Nüchtern betrachtet, was zugegeben bei dem Thema schwer fällt, sieht die Wirklichkeit wohl anders aus. Bei der Durchsuchung seiner Berliner Wohnung wurde bei dem betreffenden Politiker nichts gefunden. Wobei das auch daran liegen könnte, dass er vorab über die bevorstehenden Durchsuchung informiert wurde. In seiner Partei werden solche sensiblen Information schon mal versehentlich weiter gegeben. Ehrlich gesagt, kann man den Mann ei Stück weit doch auch verstehen. Politik ist ein hartes Geschäft, welches man nicht ohne Schaden ein Leib und Seele betreibt. Das war bereits Wolfgang Köppen bekannt, als er seinen Roman „Das Treibhaus“ schreib. Und damals gastierte der politische Zirkus noch im beschaulichen Bonn. In Berlin ist alles größer — und wohl auch noch anstrengender.

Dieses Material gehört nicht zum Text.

//! Backend error taxonomy for driver workloads.

use thiserror::Error;

use crate::secrets::SecretError;

/// A backend call failed. The stable [`reason`](BackendError::reason) token
/// is recorded first on the entity, followed by the full message, so operators
/// and the error-state hook can pattern-match without parsing prose.
#[derive(Debug, Error)]
pub enum BackendError {
    /// The workload should exist but the backend has no record of it.
    #[error("workload for driver {name:?} not found")]
    DeploymentNotFound { name: String },

    /// The workload exists but has no available replicas yet.
    #[error("workload for driver {name:?} not available: {detail}")]
    DeploymentNotAvailable { name: String, detail: String },

    #[error("workload for driver {name:?} already exists")]
    DeploymentAlreadyExists { name: String },

    /// The object addressed by a delete/update no longer exists. Distinct
    /// from `DeploymentNotFound` so callers can treat repeat deletes as
    /// already satisfied.
    #[error("object {name:?} not found on the backend")]
    ObjectNotFound { name: String },

    #[error(transparent)]
    Secrets(#[from] SecretError),

    #[error("backend: {0}")]
    Other(String),
}

impl BackendError {
    /// Stable reason token recorded on the entity.
    pub fn reason(&self) -> &'static str {
        match self {
            BackendError::DeploymentNotFound { .. } => "DeploymentNotFound",
            BackendError::DeploymentNotAvailable { .. } => "DeploymentNotAvailable",
            BackendError::DeploymentAlreadyExists { .. } => "DeploymentAlreadyExists",
            BackendError::ObjectNotFound { .. } => "ObjectNotFound",
            BackendError::Secrets(_) => "SecretResolution",
            BackendError::Other(_) => "Unknown",
        }
    }

    /// Whether a delete may treat the resource as already gone.
    pub fn is_not_found(&self) -> bool {
        matches!(self, BackendError::ObjectNotFound { .. })
    }
}
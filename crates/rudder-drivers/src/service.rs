//! Service facades for driver and driver-type records.
//!
//! The REST layer above is generated elsewhere; these facades own everything
//! directly above the store: payload validation, image resolution, built-in
//! config checks, conflict mapping, and the watcher fast path. Nothing is
//! persisted when validation fails.

use rudder_controller::Watcher;
use rudder_store::{EntityStore, Filter, StoreError};
use rudder_types::{validate, BaseEntity, Driver, DriverType, EntityKind, Status, StoredEntity};
use std::sync::Arc;
use thiserror::Error;
use tracing::{info, instrument, warn};

use crate::builtin;
use crate::secrets::{resolve_secrets, SecretReader};

/// Service error taxonomy, mapped onto API status codes at the boundary.
#[derive(Debug, Error)]
pub enum ServiceError {
    #[error("invalid request: {0}")]
    Validation(String),

    #[error("{0} already exists")]
    AlreadyExists(String),

    #[error("{0} not found")]
    NotFound(String),

    #[error("internal error: {0}")]
    Internal(String),
}

impl ServiceError {
    /// HTTP status the API layer reports for this error.
    pub fn status_code(&self) -> u16 {
        match self {
            ServiceError::Validation(_) => 400,
            ServiceError::AlreadyExists(_) => 409,
            ServiceError::NotFound(_) => 404,
            ServiceError::Internal(_) => 500,
        }
    }
}

impl From<StoreError> for ServiceError {
    fn from(err: StoreError) -> Self {
        match err {
            StoreError::AlreadyExists { .. } => ServiceError::AlreadyExists(err.to_string()),
            StoreError::NotFound { .. } => ServiceError::NotFound(err.to_string()),
            StoreError::InvalidName(violation) => ServiceError::Validation(violation.to_string()),
            other => ServiceError::Internal(other.to_string()),
        }
    }
}

/// Driver facade configuration.
#[derive(Debug, Clone)]
pub struct DriverServiceConfig {
    /// Organization this process serves.
    pub organization_id: String,

    /// Shared image built-in drivers run.
    pub driver_image: String,
}

/// Validates and persists driver records, and fast-paths them into the
/// reconciliation queue.
pub struct DriverService {
    store: Arc<dyn EntityStore>,
    secrets: Arc<dyn SecretReader>,
    watcher: Watcher,
    config: DriverServiceConfig,
}

impl DriverService {
    pub fn new(
        store: Arc<dyn EntityStore>,
        secrets: Arc<dyn SecretReader>,
        watcher: Watcher,
        config: DriverServiceConfig,
    ) -> Self {
        Self {
            store,
            secrets,
            watcher,
            config,
        }
    }

    /// Validates the payload, resolves the image, checks built-in required
    /// config, and persists the driver in `Creating` state. Nothing is left
    /// behind on a validation failure.
    #[instrument(skip(self, driver), fields(driver = %driver.base.name))]
    pub async fn create(&self, mut driver: Driver) -> Result<Driver, ServiceError> {
        validate::entity_name(&driver.base.name)
            .map_err(|v| ServiceError::Validation(v.to_string()))?;
        driver.base.organization_id = self.config.organization_id.clone();

        if builtin::is_built_in(&driver.driver_type) {
            driver.image = self.config.driver_image.clone();
        } else {
            let entity = self
                .store
                .get(
                    &self.config.organization_id,
                    EntityKind::DriverType,
                    &driver.driver_type,
                )
                .await?;
            match entity {
                Some(entity) => {
                    let driver_type = DriverType::try_from(entity)
                        .map_err(|err| ServiceError::Internal(err.to_string()))?;
                    driver.image = driver_type.image;
                }
                None => {
                    return Err(ServiceError::Validation(format!(
                        "specified driver type {} does not exist",
                        driver.driver_type
                    )))
                }
            }
        }

        let secrets = resolve_secrets(
            self.secrets.as_ref(),
            &self.config.organization_id,
            &driver.secrets,
        )
        .await
        .map_err(|err| ServiceError::Validation(err.to_string()))?;
        builtin::validate_config(&driver, &secrets)
            .map_err(|err| ServiceError::Validation(err.to_string()))?;

        driver.base.status = Status::Creating;
        let mut entity = StoredEntity::from(driver);
        self.store.add(&mut entity).await?;
        self.watcher.on_action(entity.clone());

        info!(driver = %entity.name(), "driver accepted for creation");
        Driver::try_from(entity).map_err(|err| ServiceError::Internal(err.to_string()))
    }

    pub async fn get(&self, name: &str) -> Result<Driver, ServiceError> {
        let entity = self
            .store
            .get(&self.config.organization_id, EntityKind::Driver, name)
            .await?
            .ok_or_else(|| ServiceError::NotFound(format!("driver {name}")))?;
        Driver::try_from(entity).map_err(|err| ServiceError::Internal(err.to_string()))
    }

    /// Lists drivers, optionally narrowed by `key=value` tag selectors.
    pub async fn list(&self, tags: &[String]) -> Result<Vec<Driver>, ServiceError> {
        let filter = Filter::everything()
            .with_tags(tags)
            .map_err(|err| ServiceError::Validation(err.to_string()))?;
        let entities = self
            .store
            .list(&self.config.organization_id, EntityKind::Driver, &filter)
            .await?;
        Ok(entities
            .into_iter()
            .filter_map(|e| Driver::try_from(e).ok())
            .collect())
    }

    /// Marks the driver for deletion and notifies the watcher; the entity
    /// handler performs backend teardown and the hard delete.
    #[instrument(skip(self))]
    pub async fn delete(&self, name: &str) -> Result<Driver, ServiceError> {
        let mut driver = self.get(name).await?;
        driver.base.status = Status::Deleting;
        driver.base.delete = true;

        let revision = driver.base.revision;
        let mut entity = StoredEntity::from(driver);
        self.store.update(revision, &mut entity).await?;
        self.watcher.on_action(entity.clone());

        info!(driver = %entity.name(), "driver marked for deletion");
        Driver::try_from(entity).map_err(|err| ServiceError::Internal(err.to_string()))
    }
}

/// Validates and persists driver-type records. Built-in types are hard-coded
/// and synthesized into reads rather than stored.
pub struct DriverTypeService {
    store: Arc<dyn EntityStore>,
    organization_id: String,
    driver_image: String,
}

impl DriverTypeService {
    pub fn new(
        store: Arc<dyn EntityStore>,
        organization_id: impl Into<String>,
        driver_image: impl Into<String>,
    ) -> Self {
        Self {
            store,
            organization_id: organization_id.into(),
            driver_image: driver_image.into(),
        }
    }

    fn synthesize_built_in(&self, name: &str) -> DriverType {
        let mut base = BaseEntity::new(&self.organization_id, name);
        base.status = Status::Ready;
        DriverType {
            base,
            image: self.driver_image.clone(),
            built_in: true,
            config: Default::default(),
        }
    }

    #[instrument(skip(self, driver_type), fields(driver_type = %driver_type.base.name))]
    pub async fn create(&self, mut driver_type: DriverType) -> Result<DriverType, ServiceError> {
        validate::entity_name(&driver_type.base.name)
            .map_err(|v| ServiceError::Validation(v.to_string()))?;
        if builtin::is_built_in(&driver_type.base.name) {
            return Err(ServiceError::Validation(format!(
                "built-in event driver type {} already exists",
                driver_type.base.name
            )));
        }

        driver_type.base.organization_id = self.organization_id.clone();
        driver_type.built_in = false;
        driver_type.base.status = Status::Ready;

        let mut entity = StoredEntity::from(driver_type);
        self.store.add(&mut entity).await?;
        DriverType::try_from(entity).map_err(|err| ServiceError::Internal(err.to_string()))
    }

    pub async fn get(&self, name: &str) -> Result<DriverType, ServiceError> {
        if builtin::is_built_in(name) {
            return Ok(self.synthesize_built_in(name));
        }
        let entity = self
            .store
            .get(&self.organization_id, EntityKind::DriverType, name)
            .await?
            .ok_or_else(|| ServiceError::NotFound(format!("driver type {name}")))?;
        DriverType::try_from(entity).map_err(|err| ServiceError::Internal(err.to_string()))
    }

    /// Lists stored driver types plus the synthesized built-ins.
    pub async fn list(&self, tags: &[String]) -> Result<Vec<DriverType>, ServiceError> {
        let filter = Filter::everything()
            .with_tags(tags)
            .map_err(|err| ServiceError::Validation(err.to_string()))?;
        let entities = self
            .store
            .list(&self.organization_id, EntityKind::DriverType, &filter)
            .await?;
        let mut types: Vec<DriverType> = entities
            .into_iter()
            .filter_map(|e| DriverType::try_from(e).ok())
            .collect();
        for name in builtin::built_in_names() {
            types.push(self.synthesize_built_in(name));
        }
        Ok(types)
    }

    #[instrument(skip(self))]
    pub async fn delete(&self, name: &str) -> Result<DriverType, ServiceError> {
        if builtin::is_built_in(name) {
            return Err(ServiceError::Validation(format!(
                "cannot delete built-in event driver type {name}"
            )));
        }
        let driver_type = self.get(name).await?;

        // Types own no external resource, so a plain store delete suffices.
        if let Err(err) = self
            .store
            .delete(&self.organization_id, EntityKind::DriverType, name)
            .await
        {
            warn!(driver_type = %name, error = %err, "store error deleting driver type");
            return Err(err.into());
        }
        Ok(driver_type)
    }
}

Sensiblen Politikern bleiben wenig Wahlmöglichkeiten, um ihre Sinne zu betäuben. Sex, Alkohol, Drogen. Selbstmord. Ein beherzter Sprung von der Brücke wie beim fiktiven Abgeordneten Keetenheuves oder aber ein immer noch mysteriöser Abgang in Genf. Wenn man ehrlich ist, sind solche Formen der Flucht kein Ausweg. Man wacht am anderen Morgen auf (außer vielleicht beim Selbstmord) und fühlt sich noch schrecklicher als am Tag zuvor. Quält sich mühsam aus dem eigenen oder fremden Bett, tritt schlaftrunken auf die Hinterlassenschaften der nächtlichen Ausschweifungen. Das was die müden Augen erblicken, möchte man eigentlich weder sehen noch wahrhaben.
Jedoch, es gibt Zeitgenossen, die erklären so ein Lotterbett zur Kunst und lassen es für 3,2 Millionen Euro versteigern, so wie kürzlich Tracey Emin in London. Ein zerwühltes Bett, mit getragenem Schlüpfer, Kondomen, Kippen und halb geleerten Flaschen davon für 3,2 Millionen Euro — den Betrag muss man sich wirklich langsam auf der Zunge zergehen lassen.
Über Kunst lässt sich sicher streiten. Betrachtet man es aber aus einem anderen Blickwinkel, so liegen in Berlin enorme Schätze brach. Kein Politiker müsste sich mehr als Lobbyist mit einem mickrigen Jahresgehalt verdingen, wenn er sein gebrauchtes Inventar an den Mann oder die Frau bringen würde. Deklariert als Kunst fände es sicher Liebhaber.
Nach der Wohnungsdurchsuchung im Falle beim ehemaligen Innenexperten sollte dieser sich gut überlegen, wie er weiter vorgeht. Möglicherweise wäre es eine Option, die gesamte Wohnung im jetzigen Zustand versteigern zu lassen. Wobei sich dann die Frage der Urheberschaft aufdrängt. Am Erlös müssten streng genommen die ermittelnden Beamten zu beteiligen. Was aber wiederum genehmigungspflichtige Nebeneinkünfte wären. Man hat es nicht leicht. Und als Politiker schon gar nicht. Wie man es macht ist auch falsch und gemeckert wird immer. Darauf einen Dujardin.